The sight of her on her knees before him, with her lips wrapped around him, had burned into his mind indelibly. She tucked him away and disappeared for a moment, then came back to settle into his side on the couch, lifting his arm so she could snuggle against his chest with his arm around her.
It was so nice, his eyes closed automatically as he soaked in the feel of her warm body bleeding through his. “You know I won’t ever think about pitching again without thinking of your tongue piercing, right?”
She laughed, her fingers toying with one of the buttons hanging from his shirt. “I wanted to give you a unique experience. Since you did that for me. Last night.”
The information she’d just shared filtered through his poor, beleaguered brain. “You mean I was successful?”
Of course, their conversation had been extremely limited last night because their mouths had been on each other, not talking.
Her smile was a little misty. “Let’s just say I have a lot of selfish men in my past and I’m not sorry they’re in my rearview mirror. Plus, I’m looking forward to how you’re going to repay me for that.”
“Yeah?” he growled. “Lucky for you I’ve got hours and hours to come up with something spectacular.”
Unfortunately, it would have to wait, because what he had in mind would not work in their current environment, given that people might start arriving at any time. And that he’d stupidly left all the condoms back at the hotel. But honestly, he’d never have considered a baseball stadium ripe ground for a sexual encounter.

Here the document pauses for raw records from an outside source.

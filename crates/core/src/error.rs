use thiserror::Error;

use crate::parse::KvpError;

pub type Result<T, E = Error> = std::result::Result<T, E>;

/// Every failure is terminal for the invocation.
#[derive(Error, Debug)]
pub enum Error {
    #[error("Invalid {field}:\n{}", display_lines(.errors))]
    InputValidation { field: &'static str, errors: Vec<KvpError> },
    #[error("Error fetching sha {sha}: {reason}")]
    SourceResolution { sha: String, reason: String },
    #[error("Failed to list jobs for run {run_id}: {reason}")]
    Provider { run_id: u64, reason: String },
    #[error("Failed to render template: {0}")]
    TemplateRender(String),
    #[error("{0}")]
    Dispatch(String),
    #[error("Configuration error: {0}")]
    Config(String),
}

fn display_lines(errors: &[KvpError]) -> String {
    errors.iter().map(ToString::to_string).collect::<Vec<_>>().join("\n")
}
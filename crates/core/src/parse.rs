use std::sync::OnceLock;

use regex::Regex;
use thiserror::Error;

use crate::models::Kvp;

/// A line that didn't match `- <key>: <value>`.
#[derive(Error, Debug, Clone, Eq, PartialEq)]
#[error("Invalid input: {line}. Expecting - <key>: <value>.")]
pub struct KvpError {
    pub line: String,
}

fn kvp_regex() -> &'static Regex {
    static REGEX: OnceLock<Regex> = OnceLock::new();
    REGEX.get_or_init(|| {
        Regex::new(r"^\s*-\s*(?P<key>[^:]+):\s*(?P<value>.+)$").expect("valid KVP pattern")
    })
}

pub fn parse_line(line: &str) -> Result<(String, String), KvpError> {
    let line = line.trim_end_matches('\r');
    let caps = kvp_regex().captures(line).ok_or_else(|| KvpError { line: line.to_string() })?;
    let key = caps.name("key").map(|m| m.as_str().trim()).unwrap_or_default();
    let value = caps.name("value").map(|m| m.as_str().trim()).unwrap_or_default();
    if key.is_empty() {
        return Err(KvpError { line: line.to_string() });
    }
    Ok((key.to_string(), value.to_string()))
}

/// Parses `- key: value` lines into a single mapping.
///
/// Blank input is an empty mapping. If any line is malformed, every
/// malformed line is reported and no mapping is produced.
pub fn parse_multi_line_kvp(input: Option<&str>) -> Result<Kvp, Vec<KvpError>> {
    let input = input.map(str::trim).unwrap_or_default();
    if input.is_empty() {
        return Ok(Kvp::new());
    }
    let mut vars = Kvp::new();
    let mut errors = Vec::new();
    for line in input.split('\n') {
        match parse_line(line) {
            Ok((key, value)) => {
                vars.insert(key, value);
            }
            Err(e) => errors.push(e),
        }
    }
    if errors.is_empty() { Ok(vars) } else { Err(errors) }
}

/// Splits comma separated input. Blank input yields no elements.
pub fn parse_list(input: Option<&str>) -> Vec<String> {
    match input.map(str::trim) {
        None | Some("") => vec![],
        Some(input) => input.split(',').map(str::to_string).collect(),
    }
}
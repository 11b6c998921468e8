use std::{collections::BTreeMap, fmt, str::FromStr};

use serde::{Deserialize, Serialize};

/// Free-form key/value input. Later writes win on merge.
pub type Kvp = BTreeMap<String, String>;

#[derive(Debug, Clone, Copy, Eq, PartialEq, Ord, PartialOrd, Hash, Serialize, Deserialize)]
#[serde(rename_all = "lowercase")]
pub enum PhaseStatus {
    Unclear,
    Queued,
    Running,
    Completed,
    Failed,
    Cancelled,
    Skipped,
}

impl PhaseStatus {
    pub const fn variants() -> &'static [Self] {
        &[
            Self::Unclear,
            Self::Queued,
            Self::Running,
            Self::Completed,
            Self::Failed,
            Self::Cancelled,
            Self::Skipped,
        ]
    }

    pub fn as_str(&self) -> &'static str {
        match self {
            Self::Unclear => "unclear",
            Self::Queued => "queued",
            Self::Running => "running",
            Self::Completed => "completed",
            Self::Failed => "failed",
            Self::Cancelled => "cancelled",
            Self::Skipped => "skipped",
        }
    }

    fn default_indicator(&self) -> &'static str {
        match self {
            Self::Unclear => ":hash:",
            Self::Queued => ":double_vertical_bar:",
            Self::Running => ":hourglass:",
            Self::Completed => ":white_check_mark:",
            Self::Failed => ":x:",
            Self::Cancelled => ":octagonal_sign:",
            Self::Skipped => ":white_medium_square:",
        }
    }
}

impl FromStr for PhaseStatus {
    type Err = ();

    fn from_str(s: &str) -> Result<Self, Self::Err> {
        Self::variants().iter().copied().find(|v| v.as_str() == s).ok_or(())
    }
}

impl fmt::Display for PhaseStatus {
    fn fmt(&self, f: &mut fmt::Formatter<'_>) -> fmt::Result { f.write_str(self.as_str()) }
}

/// Display string for every [`PhaseStatus`].
#[derive(Debug, Clone, Eq, PartialEq, Serialize)]
pub struct Indicators(BTreeMap<PhaseStatus, String>);

impl Default for Indicators {
    fn default() -> Self {
        Self(
            PhaseStatus::variants()
                .iter()
                .map(|status| (*status, status.default_indicator().to_string()))
                .collect(),
        )
    }
}

impl Indicators {
    /// Defaults overlaid with user overrides keyed by status name.
    /// Keys that don't name a status are ignored.
    pub fn with_overrides(overrides: &Kvp) -> Self {
        let mut indicators = Self::default();
        for (key, value) in overrides {
            match key.parse::<PhaseStatus>() {
                Ok(status) => {
                    indicators.0.insert(status, value.clone());
                }
                Err(()) => tracing::warn!("Ignoring indicator for unknown status {:?}", key),
            }
        }
        indicators
    }

    pub fn get(&self, status: PhaseStatus) -> &str {
        self.0.get(&status).map(String::as_str).unwrap_or_default()
    }
}

#[derive(Debug, Clone, Eq, PartialEq, Serialize)]
pub struct Phase {
    pub name: String,
    pub status: PhaseStatus,
    pub indicator: String,
}

#[derive(Debug, Clone, Eq, PartialEq, Serialize)]
pub struct Job {
    #[serde(flatten)]
    pub phase: Phase,
    pub steps: Vec<Phase>,
}

#[derive(Debug, Clone, Eq, PartialEq, Serialize)]
pub struct PullRequestContext {
    pub title: String,
    pub body: String,
    pub url: String,
}

#[derive(Debug, Clone, Eq, PartialEq, Serialize)]
pub struct SourceContext {
    pub owner: String,
    pub repo: String,
    pub sha: String,
    pub branch: String,
    pub author: String,
    pub committer: String,
    pub commit_by: String,
    pub date: String,
    pub message: String,
    pub url: String,
    #[serde(skip_serializing_if = "Option::is_none")]
    pub pr: Option<PullRequestContext>,
}

#[derive(Debug, Clone, Eq, PartialEq, Serialize)]
pub struct WorkflowContext {
    pub run_id: u64,
    pub current_job_id: String,
    pub name: String,
    pub url: String,
}

/// Everything a template can reference.
#[derive(Debug, Clone, Eq, PartialEq, Serialize)]
pub struct TemplateVars {
    pub status: String,
    pub params: Kvp,
    pub workflow: WorkflowContext,
    pub gh: SourceContext,
    pub jobs: Vec<Job>,
}

#[cfg(test)]
mod tests {
    use super::*;

    #[test]
    fn test_status_round_trips_through_name() {
        for status in PhaseStatus::variants() {
            assert_eq!(status.as_str().parse::<PhaseStatus>(), Ok(*status));
        }
        assert_eq!("in_progress".parse::<PhaseStatus>(), Err(()));
    }

    #[test]
    fn test_indicator_overrides() {
        let overrides = Kvp::from([
            ("failed".to_string(), ":boom:".to_string()),
            ("bogus".to_string(), ":shrug:".to_string()),
        ]);
        let indicators = Indicators::with_overrides(&overrides);
        assert_eq!(indicators.get(PhaseStatus::Failed), ":boom:");
        assert_eq!(indicators.get(PhaseStatus::Completed), ":white_check_mark:");
        assert_eq!(indicators.get(PhaseStatus::Unclear), ":hash:");
    }

    #[test]
    fn test_job_serializes_flat() {
        let job = Job {
            phase: Phase {
                name: "build".into(),
                status: PhaseStatus::Running,
                indicator: ":hourglass:".into(),
            },
            steps: vec![],
        };
        let value = serde_json::to_value(&job).unwrap();
        assert_eq!(
            value,
            serde_json::json!({
                "name": "build",
                "status": "running",
                "indicator": ":hourglass:",
                "steps": [],
            })
        );
    }
}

He would not make that mistake twice.
Once he had all his clothes in order, Trinity stood with him at the glass and listened intently as he explained the mechanics of the game—at her request. She asked intelligent questions and genuinely sought to understand the rules, of which there were a lot.
“No wonder you’re such a fan of rules.” She rolled her eyes good-naturedly. “My eyes glazed over ten minutes ago.”
No, they hadn’t. She’d absorbed every word, even when he’d gotten entirely too impassioned in his defense of the concept of a designated hitter, which he should hate as a pitcher. Former pitcher.
But all at once, he didn’t feel like he had to make the distinction. He was still a pitcher even though he didn’t do it professionally any longer. He didn’t have to pretend it wasn’t a part of him. Trinity hadn’t labeled him as a former pitcher or asked if he used to pitch. She’d just understood that baseball wasn’t a job, it was his essence.
And then gave him the most amazing sexual experience he could imagine.
How in the hell was he supposed to go back to a one-color, lackluster, boring woman after that?
Short answer—he had to. Trinity was temporary. He couldn’t be constantly distracted from his life by a sex-on-a-stick marketing executive. Especially not one who’d just demonstrated a remarkable ability to entice him down a rabbit hole of fantasy, which was apparently an Achilles’ heel he’d just discovered. They should start talking about exit strategies, stage a public fight. Surely their fake affair had done all the good it was going to do.
But the universe wasn’t finished knocking his plans around.
The Mustangs won. And Trinity instantly became a good-luck charm. What was he going to do now, drag her to every game from now until the end of the season?
It was not cool how great that suddenly sounded.
* * *
Logan had not been kidding about the interminable rounds of interviews that happened after the game. Trinity lost count of the number of times she heard him repeat the same phrases to yet another reporter.
“Johnson can absolutely repeat that three ninety tomorrow,” Logan said easily, which was always followed by, “O’Hare is still on the DL, but we’re calling up a reliever from Round Rock who will knock your socks off.”
Three ninety—that might have been a reference to the mysterious stat called a batting average that Logan had mentioned earlier. But she wouldn’t put money on it at this point. DL meant nothing to her.
It was like a secret code that only the kids in the know could crack, and by the time dinner rolled around, she was jonesing for a glass of wine. Spending an hour on her stuffed-to-the-gills email inbox wouldn’t be out of line, either. Her face hurt from smiling as she stood by Logan’s side, but his arm never left her waist, and the photos would be brilliant, especially since she’d worn this green dress that would pop on camera.
Several of the reporters asked about her, and Logan eagerly introduced her without a label, but the adoring look he gave her told the story vividly and none of the eagle-eyed cameramen missed that shot.